## Dataset records
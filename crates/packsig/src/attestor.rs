//! Multi-signature attestation emission.

use packsig_core::{
    Attestation, Blake3Hash, Keypair, Kid, MultiAttestation, Namespace, Pack, SignatureEntry,
};
use packsig_registry::SignerRegistry;

use crate::audit::{AuditEvent, AuditSink, EmitEvent};
use crate::engine::Engine;
use crate::error::{EngineError, Result};
use crate::gate::{CapabilityGate, EmitRequest};

impl<R: SignerRegistry, G: CapabilityGate, A: AuditSink> Engine<R, G, A> {
    /// Sign a pack with every listed signer and return a V2 attestation.
    ///
    /// The capability gate is consulted first, then every kid is resolved.
    /// Any failure aborts before a signature is produced or an audit event
    /// is logged. Kids are signed in the given order and are not
    /// deduplicated.
    pub async fn attest_pack_multi(
        &self,
        namespace: &Namespace,
        kids: &[Kid],
        pack: &Pack,
    ) -> Result<Attestation> {
        let request = EmitRequest::new(kids);
        let decision = self
            .gate
            .check_policy(namespace, &self.config.emit_capability, &request)
            .await?;
        if !decision.allowed {
            let reason = decision
                .reason
                .unwrap_or_else(|| format!("{} denied", self.config.emit_capability));
            tracing::warn!(namespace = %namespace, reason = %reason, "emission denied");
            return Err(EngineError::PolicyDenied { reason });
        }

        let mut signers: Vec<(&Kid, Keypair)> = Vec::with_capacity(kids.len());
        for kid in kids {
            signers.push((kid, self.signing_key(namespace, kid).await?));
        }

        let message = pack.canonical_bytes();
        let sigs: Vec<SignatureEntry> = signers
            .iter()
            .map(|(kid, keypair)| {
                SignatureEntry::for_kid((*kid).clone(), keypair.sign(&message).0.to_vec())
            })
            .collect();

        tracing::info!(
            namespace = %namespace,
            count = sigs.len(),
            content_hash = %pack.content_hash(),
            "attestation emitted"
        );

        self.record(AuditEvent::Emit(EmitEvent {
            namespace: namespace.clone(),
            kids: kids.to_vec(),
            count: sigs.len(),
            content_hash: pack.content_hash().to_string(),
            canonical_digest: Blake3Hash::hash(&message).to_hex(),
        }));

        Ok(Attestation::V2(MultiAttestation { sigs }))
    }

    /// Look up a signer and import its private key.
    async fn signing_key(&self, namespace: &Namespace, kid: &Kid) -> Result<Keypair> {
        let record = self
            .registry
            .get_signer(namespace, kid)
            .await?
            .ok_or_else(|| EngineError::UnknownSigner(kid.clone()))?;

        if record.is_revoked() {
            return Err(EngineError::RevokedSigner(kid.clone()));
        }
        if record.private_key.is_none() {
            return Err(EngineError::MissingPrivateKey(kid.clone()));
        }

        let keypair = record.signing_keypair()?;
        tracing::debug!(kid = %kid, status = %record.status, "signer resolved");
        Ok(keypair)
    }
}

#[cfg(test)]
mod tests {
    use super::*;
    use std::sync::Arc;

    use packsig_core::{PackMeta, SignerRecord};
    use packsig_registry::MemoryRegistry;
    use serde_json::json;

    use crate::audit::MemoryAuditSink;
    use crate::engine::EngineConfig;
    use crate::gate::{AllowAll, DenyNamespaces};

    fn ns() -> Namespace {
        Namespace::from("tenant-a")
    }

    fn pack() -> Pack {
        Pack::new(PackMeta::new("h1", 1, 1000), vec![json!({"op": "put"})])
    }

    fn kids(names: &[&str]) -> Vec<Kid> {
        names.iter().map(|k| Kid::from(*k)).collect()
    }

    fn registry_with(names: &[&str]) -> MemoryRegistry {
        let registry = MemoryRegistry::new();
        for (i, name) in names.iter().enumerate() {
            let keypair = Keypair::from_seed(&[i as u8 + 10; 32]);
            registry.insert(&ns(), SignerRecord::active(*name, &keypair, 0));
        }
        registry
    }

    #[tokio::test]
    async fn test_signs_in_order_without_dedup() {
        let engine = Engine::with_registry(registry_with(&["s1", "s2"]));
        let attestation = engine
            .attest_pack_multi(&ns(), &kids(&["s2", "s1", "s2"]), &pack())
            .await
            .unwrap();

        let Attestation::V2(multi) = attestation else {
            panic!("expected v2");
        };
        let order: Vec<&str> = multi
            .sigs
            .iter()
            .map(|s| s.kid.as_ref().unwrap().as_str())
            .collect();
        assert_eq!(order, vec!["s2", "s1", "s2"]);
        assert_eq!(multi.sigs[0].signature, multi.sigs[2].signature);
        assert!(multi.sigs.iter().all(|s| s.signature.as_bytes().map(<[u8]>::len) == Some(64)));
    }

    #[tokio::test]
    async fn test_signatures_are_deterministic() {
        let engine = Engine::with_registry(registry_with(&["s1"]));
        let first = engine.attest_pack_multi(&ns(), &kids(&["s1"]), &pack()).await.unwrap();
        let second = engine.attest_pack_multi(&ns(), &kids(&["s1"]), &pack()).await.unwrap();
        assert_eq!(first, second);
    }

    #[tokio::test]
    async fn test_verify_only_signer_cannot_sign() {
        let registry = MemoryRegistry::new();
        let keypair = Keypair::from_seed(&[1; 32]);
        registry.insert(&ns(), SignerRecord::verify_only("ro", &keypair.public_key(), 0));
        let engine = Engine::with_registry(registry);

        let err = engine
            .attest_pack_multi(&ns(), &kids(&["ro"]), &pack())
            .await
            .unwrap_err();
        assert!(matches!(err, EngineError::MissingPrivateKey(kid) if kid.as_str() == "ro"));
    }

    #[tokio::test]
    async fn test_failure_leaves_no_audit_trail() {
        let audit = Arc::new(MemoryAuditSink::new());
        let engine = Engine::new(
            registry_with(&["s1"]),
            AllowAll,
            Arc::clone(&audit),
            EngineConfig::default(),
        );

        let err = engine
            .attest_pack_multi(&ns(), &kids(&["s1", "ghost"]), &pack())
            .await
            .unwrap_err();
        assert!(matches!(err, EngineError::UnknownSigner(_)));
        assert!(audit.is_empty());

        engine
            .attest_pack_multi(&ns(), &kids(&["s1"]), &pack())
            .await
            .unwrap();
        let events = audit.events();
        assert_eq!(events.len(), 1);
        match &events[0] {
            AuditEvent::Emit(e) => {
                assert_eq!(e.count, 1);
                assert_eq!(e.content_hash, "h1");
                assert_eq!(e.canonical_digest, pack().canonical_digest().to_hex());
            }
            other => panic!("unexpected event {:?}", other),
        }
    }

    #[tokio::test]
    async fn test_gate_denial_precedes_lookup() {
        let engine = Engine::new(
            MemoryRegistry::new(),
            DenyNamespaces::new(["tenant-a"]),
            MemoryAuditSink::new(),
            EngineConfig::default(),
        );

        // The kid does not exist; the gate answers first.
        let err = engine
            .attest_pack_multi(&ns(), &kids(&["ghost"]), &pack())
            .await
            .unwrap_err();
        assert!(matches!(err, EngineError::PolicyDenied { .. }));
        assert!(engine.audit_sink().is_empty());
    }

    #[tokio::test]
    async fn test_audit_can_be_disabled() {
        let config = EngineConfig {
            audit_enabled: false,
            ..EngineConfig::default()
        };
        let engine = Engine::new(registry_with(&["s1"]), AllowAll, MemoryAuditSink::new(), config);
        engine
            .attest_pack_multi(&ns(), &kids(&["s1"]), &pack())
            .await
            .unwrap();
        assert!(engine.audit_sink().is_empty());
    }
}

## Task prompt
Exact transcription of the listing is needed, with no line left out.

## Written response
filename crates/packsig/src/attestor.rs
//! Multi-signature attestation emission.

use packsig_core::{
    Attestation, Blake3Hash, Keypair, Kid, MultiAttestation, Namespace, Pack, SignatureEntry,
};
use packsig_registry::SignerRegistry;

use crate::audit::{AuditEvent, AuditSink, EmitEvent};
use crate::engine::Engine;
use crate::error::{EngineError, Result};
use crate::gate::{CapabilityGate, EmitRequest};

impl<R: SignerRegistry, G: CapabilityGate, A: AuditSink> Engine<R, G, A> {
    /// Sign a pack with every listed signer and return a V2 attestation.
    ///
    /// The capability gate is consulted first, then every kid is resolved.
    /// Any failure aborts before a signature is produced or an audit event
    /// is logged. Kids are signed in the given order and are not
    /// deduplicated.
    pub async fn attest_pack_multi(
        &self,
        namespace: &Namespace,
        kids: &[Kid],
        pack: &Pack,
    ) -> Result<Attestation> {
        let request = EmitRequest::new(kids);
        let decision = self
            .gate
            .check_policy(namespace, &self.config.emit_capability, &request)
            .await?;
        if !decision.allowed {
            let reason = decision
                .reason
                .unwrap_or_else(|| format!("{} denied", self.config.emit_capability));
            tracing::warn!(namespace = %namespace, reason = %reason, "emission denied");
            return Err(EngineError::PolicyDenied { reason });
        }

        let mut signers: Vec<(&Kid, Keypair)> = Vec::with_capacity(kids.len());
        for kid in kids {
            signers.push((kid, self.signing_key(namespace, kid).await?));
        }

        let message = pack.canonical_bytes();
        let sigs: Vec<SignatureEntry> = signers
            .iter()
            .map(|(kid, keypair)| {
                SignatureEntry::for_kid((*kid).clone(), keypair.sign(&message).0.to_vec())
            })
            .collect();

        tracing::info!(
            namespace = %namespace,
            count = sigs.len(),
            content_hash = %pack.content_hash(),
            "attestation emitted"
        );

        self.record(AuditEvent::Emit(EmitEvent {
            namespace: namespace.clone(),
            kids: kids.to_vec(),
            count: sigs.len(),
            content_hash: pack.content_hash().to_string(),
            canonical_digest: Blake3Hash::hash(&message).to_hex(),
        }));

        Ok(Attestation::V2(MultiAttestation { sigs }))
    }

    /// Look up a signer and import its private key.
    async fn signing_key(&self, namespace: &Namespace, kid: &Kid) -> Result<Keypair> {
        let record = self
            .registry
            .get_signer(namespace, kid)
            .await?
            .ok_or_else(|| EngineError::UnknownSigner(kid.clone()))?;

        if record.is_revoked() {
            return Err(EngineError::RevokedSigner(kid.clone()));
        }
        if record.private_key.is_none() {
            return Err(EngineError::MissingPrivateKey(kid.clone()));
        }

        let keypair = record.signing_keypair()?;
        tracing::debug!(kid = %kid, status = %record.status, "signer resolved");
        Ok(keypair)
    }
}

#[cfg(test)]
mod tests {
    use super::*;
    use std::sync::Arc;

    use packsig_core::{PackMeta, SignerRecord};
    use packsig_registry::MemoryRegistry;
    use serde_json::json;

    use crate::audit::MemoryAuditSink;
    use crate::engine::EngineConfig;
    use crate::gate::{AllowAll, DenyNamespaces};

    fn ns() -> Namespace {
        Namespace::from("tenant-a")
    }

    fn pack() -> Pack {
        Pack::new(PackMeta::new("h1", 1, 1000), vec![json!({"op": "put"})])
    }

    fn kids(names: &[&str]) -> Vec<Kid> {
        names.iter().map(|k| Kid::from(*k)).collect()
    }

    fn registry_with(names: &[&str]) -> MemoryRegistry {
        let registry = MemoryRegistry::new();
        for (i, name) in names.iter().enumerate() {
            let keypair = Keypair::from_seed(&[i as u8 + 10; 32]);
            registry.insert(&ns(), SignerRecord::active(*name, &keypair, 0));
        }
        registry
    }

    #[tokio::test]
    async fn test_signs_in_order_without_dedup() {
        let engine = Engine::with_registry(registry_with(&["s1", "s2"]));
        let attestation = engine
            .attest_pack_multi(&ns(), &kids(&["s2", "s1", "s2"]), &pack())
            .await
            .unwrap();

        let Attestation::V2(multi) = attestation else {
            panic!("expected v2");
        };
        let order: Vec<&str> = multi
            .sigs
            .iter()
            .map(|s| s.kid.as_ref().unwrap().as_str())
            .collect();
        assert_eq!(order, vec!["s2", "s1", "s2"]);
        assert_eq!(multi.sigs[0].signature, multi.sigs[2].signature);
        assert!(multi.sigs.iter().all(|s| s.signature.as_bytes().map(<[u8]>::len) == Some(64)));
    }

    #[tokio::test]
    async fn test_signatures_are_deterministic() {
        let engine = Engine::with_registry(registry_with(&["s1"]));
        let first = engine.attest_pack_multi(&ns(), &kids(&["s1"]), &pack()).await.unwrap();
        let second = engine.attest_pack_multi(&ns(), &kids(&["s1"]), &pack()).await.unwrap();
        assert_eq!(first, second);
    }

    #[tokio::test]
    async fn test_verify_only_signer_cannot_sign() {
        let registry = MemoryRegistry::new();
        let keypair = Keypair::from_seed(&[1; 32]);
        registry.insert(&ns(), SignerRecord::verify_only("ro", &keypair.public_key(), 0));
        let engine = Engine::with_registry(registry);

        let err = engine
            .attest_pack_multi(&ns(), &kids(&["ro"]), &pack())
            .await
            .unwrap_err();
        assert!(matches!(err, EngineError::MissingPrivateKey(kid) if kid.as_str() == "ro"));
    }

    #[tokio::test]
    async fn test_failure_leaves_no_audit_trail() {
        let audit = Arc::new(MemoryAuditSink::new());
        let engine = Engine::new(
            registry_with(&["s1"]),
            AllowAll,
            Arc::clone(&audit),
            EngineConfig::default(),
        );

        let err = engine
            .attest_pack_multi(&ns(), &kids(&["s1", "ghost"]), &pack())
            .await
            .unwrap_err();
        assert!(matches!(err, EngineError::UnknownSigner(_)));
        assert!(audit.is_empty());

        engine
            .attest_pack_multi(&ns(), &kids(&["s1"]), &pack())
            .await
            .unwrap();
        let events = audit.events();
        assert_eq!(events.len(), 1);
        match &events[0] {
            AuditEvent::Emit(e) => {
                assert_eq!(e.count, 1);
                assert_eq!(e.content_hash, "h1");
                assert_eq!(e.canonical_digest, pack().canonical_digest().to_hex());
            }
            other => panic!("unexpected event {:?}", other),
        }
    }

    #[tokio::test]
    async fn test_gate_denial_precedes_lookup() {
        let engine = Engine::new(
            MemoryRegistry::new(),
            DenyNamespaces::new(["tenant-a"]),
            MemoryAuditSink::new(),
            EngineConfig::default(),
        );

        // The kid does not exist; the gate answers first.
        let err = engine
            .attest_pack_multi(&ns(), &kids(&["ghost"]), &pack())
            .await
            .unwrap_err();
        assert!(matches!(err, EngineError::PolicyDenied { .. }));
        assert!(engine.audit_sink().is_empty());
    }

    #[tokio::test]
    async fn test_audit_can_be_disabled() {
        let config = EngineConfig {
            audit_enabled: false,
            ..EngineConfig::default()
        };
        let engine = Engine::new(registry_with(&["s1"]), AllowAll, MemoryAuditSink::new(), config);
        engine
            .attest_pack_multi(&ns(), &kids(&["s1"]), &pack())
            .await
            .unwrap();
        assert!(engine.audit_sink().is_empty());
    }
}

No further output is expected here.